54. Battle of Killiecrankie.—The war now broke out again. It was the great aim of each party to win over the adherents of Athole. The Marquess himself, to keep out of harm's way, had gone to England, and of those whom he had left to act for him some were for James, others for the King and Queen. It was of importance to both sides to secure the castle of Blair, which belonged to Athole, and near there the two armies met, at Killiecrankie, a pass leading into the Highlands. Here the Celts won a brilliant and decided victory. The clansmen charged sword in hand down the pass with such fury that they swept their foes before them; and Mackay, with a few hundred men, all he could gather of his scattered army, was forced to flee to Stirling, July 27, 1689. But this success had been dearly bought by the death of Dundee. Thus left without a leader, the victors thought more of plunder than pursuit; nor was there anyone among them fitted to fill Dundee's place, and to follow up the advantage he had won. Recruits came in, their numbers increased, but this only made the disorder greater.

55. Attack on Dunkeld. Buchan's Attempt.—A month later they attacked the Cameronian regiment stationed at Dunkeld. They took the town at the first attack, but the soldiers defended themselves in the church and in a house belonging to Athole in the town with such spirit, that the Highlanders were driven back. They blamed the Irish for the defeat, and the Irish blamed them, and the end of it was that the clans dispersed, and Canon and his Irish withdrew to Mull. In the spring of the next year the clans gathered again, under an officer named Buchan, who came from James with a commission to act as his commander-in-chief in Scotland. But they were surprised and scattered in the strath of the Spey, by Sir William Livingstone, who held Inverness for William. This action ended the Civil War in Scotland, for Gordon had long since given up Edinburgh Castle. To keep the western clans in order, Mackay built a fort in the west of Invernesshire, which was called Fort William, in honour of the King. The castle on the Bass, a rock in the Firth of Forth, was the last place which held out for James, but the garrison were at last obliged to give in, from want of food.

56. Reduction of the Highlands.—Still the chiefs did not take the oaths to William, and were clearly only waiting for the appearance of a new leader to break out again. To win them over to the Government a large sum of money was put into the hands of John Campbell, Earl of Breadalbane. He was accused of cheating both the clans and the King by keeping a part of this sum himself, and he never gave any clear account of what he had done with it.

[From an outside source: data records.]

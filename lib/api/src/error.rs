use thiserror::Error;

/// Startup failures. Request-level problems are answered with JSON error
/// bodies instead.
#[derive(Debug, Error)]
pub enum ApiError {
    #[error("invalid configuration: {0}")]
    InvalidConfig(String),

    #[error("encoder '{0}' is not available in this build")]
    EncoderUnavailable(String),

    #[error(transparent)]
    Retrieval(#[from] kalakaart_retrieval::Error),

    #[error(transparent)]
    Assistant(#[from] kalakaart_assistant::AssistantError),
}

pub type Result<T> = std::result::Result<T, ApiError>;
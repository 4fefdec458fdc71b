use thiserror::Error;

pub type Result<T> = std::result::Result<T, Error>;

#[derive(Error, Debug)]
pub enum Error {
    #[error("Encoder error: {0}")]
    Encoder(String),

    #[error("Dimension mismatch: expected {expected}, got {actual}")]
    DimensionMismatch { expected: usize, actual: usize },

    #[error("Invalid knowledge file: {0}")]
    Knowledge(String),

    #[error("IO error: {0}")]
    Io(#[from] std::io::Error),

    #[error("Serialization error: {0}")]
    Serialization(#[from] serde_json::Error),
}
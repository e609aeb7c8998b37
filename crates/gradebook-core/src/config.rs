//! Gradebook configuration.

use std::path::{Path, PathBuf};

use anyhow::{Context, Result};
use serde::{Deserialize, Serialize};

use crate::aggregate::MissingGradePolicy;

/// Top-level gradebook configuration.
#[derive(Debug, Clone, PartialEq, Serialize, Deserialize)]
pub struct GradebookConfig {
    /// Seed for the random source. `None` draws one from the OS.
    #[serde(default)]
    pub seed: Option<u64>,
    /// Course used for the aggregate lines at the end of the report.
    #[serde(default = "default_report_course")]
    pub report_course: String,
    /// Width of the dash rule between report blocks.
    #[serde(default = "default_rule_width")]
    pub rule_width: usize,
    /// How students without grades for the report course are averaged.
    #[serde(default = "default_student_policy")]
    pub student_missing_grades: MissingGradePolicy,
    /// How lecturers without ratings for the report course are averaged.
    #[serde(default = "default_lecturer_policy")]
    pub lecturer_missing_grades: MissingGradePolicy,
}

fn default_report_course() -> String {
    "GIT".to_string()
}
fn default_rule_width() -> usize {
    40
}
fn default_student_policy() -> MissingGradePolicy {
    MissingGradePolicy::Reject
}
fn default_lecturer_policy() -> MissingGradePolicy {
    MissingGradePolicy::Zero
}

impl Default for GradebookConfig {
    fn default() -> Self {
        Self {
            seed: None,
            report_course: default_report_course(),
            rule_width: default_rule_width(),
            student_missing_grades: default_student_policy(),
            lecturer_missing_grades: default_lecturer_policy(),
        }
    }
}

/// Load config from an explicit path, or from `gradebook.toml` in the current
/// directory when present, falling back to defaults.
///
/// `GRADEBOOK_SEED` overrides the seed when it parses as an integer.
pub fn load_config_from(path: Option<&Path>) -> Result<GradebookConfig> {
    let config_path = match path {
        Some(p) if p.exists() => Some(p.to_path_buf()),
        Some(p) => anyhow::bail!("config file not found: {}", p.display()),
        None => {
            let local = PathBuf::from("gradebook.toml");
            local.exists().then_some(local)
        }
    };

    let mut config = match config_path {
        Some(path) => parse_config(&path)?,
        None => GradebookConfig::default(),
    };

    if let Some(seed) = std::env::var("GRADEBOOK_SEED")
        .ok()
        .and_then(|s| s.trim().parse().ok())
    {
        config.seed = Some(seed);
    }

    Ok(config)
}

fn parse_config(path: &Path) -> Result<GradebookConfig> {
    let content = std::fs::read_to_string(path)
        .with_context(|| format!("failed to read config: {}", path.display()))?;
    toml::from_str(&content).with_context(|| format!("failed to parse config: {}", path.display()))
}
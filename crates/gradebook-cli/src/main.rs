//! gradebook CLI — runs the course grading scenario.

use std::process;

use clap::{Parser, Subcommand};

mod commands;

#[derive(Parser)]
#[command(name = "gradebook", version, about = "Course grading simulation")]
struct Cli {
    #[command(subcommand)]
    command: Commands,
}

#[derive(Subcommand)]
enum Commands {
    /// Run the grading scenario and print the report
    Run {
        #[command(flatten)]
        scenario: commands::ScenarioArgs,

        /// Output format: text, json
        #[arg(long, default_value = "text")]
        format: String,
    },

    /// Run the scenario and list every participant
    Roster {
        #[command(flatten)]
        scenario: commands::ScenarioArgs,
    },

    /// Generate random participant identities
    People {
        /// How many identities to generate
        #[arg(long, default_value = "5")]
        count: usize,

        /// Seed for the random source
        #[arg(long)]
        seed: Option<u64>,
    },
}

fn main() {
    tracing_subscriber::fmt()
        .with_writer(std::io::stderr)
        .with_env_filter(
            tracing_subscriber::EnvFilter::from_default_env()
                .add_directive("gradebook=info".parse().expect("valid directive")),
        )
        .init();

    let cli = Cli::parse();

    let result = match cli.command {
        Commands::Run { scenario, format } => commands::run::execute(scenario, format),
        Commands::Roster { scenario } => commands::roster::execute(scenario),
        Commands::People { count, seed } => commands::people::execute(count, seed),
    };

    if let Err(e) = result {
        eprintln!("Error: {e:#}");
        process::exit(1);
    }
}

At the same time a proclamation was put forth which offered pardon to all the rebels who should take the oaths to William and Mary before or on December 31, 1691. All who did not take advantage of this offer were after that day to be dealt with as enemies and traitors, and warlike preparations were made for carrying out the threat.

57. Massacre of Glencoe.—By the day named the clans had all come in, except MacIan, chief of a tribe of MacDonalds, who lived in Glencoe, a wild mountain valley in the northwestern corner of Argyleshire. On the last day, December 31, MacIan and his principal clansmen went to Fort William to take the oaths, but found that there was no one there who had authority to administer them. There was no magistrate nearer than Inverary, and, as the ground was deeply covered with snow, it was some days before MacIan got there. But the sheriff, in consideration of his goodwill and of the delay that he had met with, administered the oaths, (January 6,) and sent an account of the whole affair to the Privy Council at Edinburgh. Unfortunately for Glencoe, Breadalbane was his bitter personal enemy, and along with Sir John Dalrymple, the Master of Stair, he determined on his destruction. An order for the extirpation of the whole tribe was drawn up and presented to William, who signed it, and it was carried out with cold-blooded treachery. A party of soldiers, under the command of Campbell of Glenlyon, appeared in the Glen. They gave out that they came as friends, and as such they were kindly welcomed, and shared the hospitality of the MacDonalds for a fortnight. Without any warning they turned on their hosts, and before dawn of a winter's morning slew nearly all the dwellers in the valley, old and young together, February 13, 1691. They then burnt the houses, and drove off the cattle, so that nothing was left for the few wretched beings who had escaped death but to perish miserably of cold and hunger. Whether William knew the whole state of the case or not when he signed the warrant is not certain, but he did not punish those who had dared to commit this wholesale murder in his name. And though four years after, when a stir was made about it, he did grant a commission to the Privy Council to inquire into the matter, he did not bring to judgment the Master of Stair, who was very clearly pointed out as the guilty person.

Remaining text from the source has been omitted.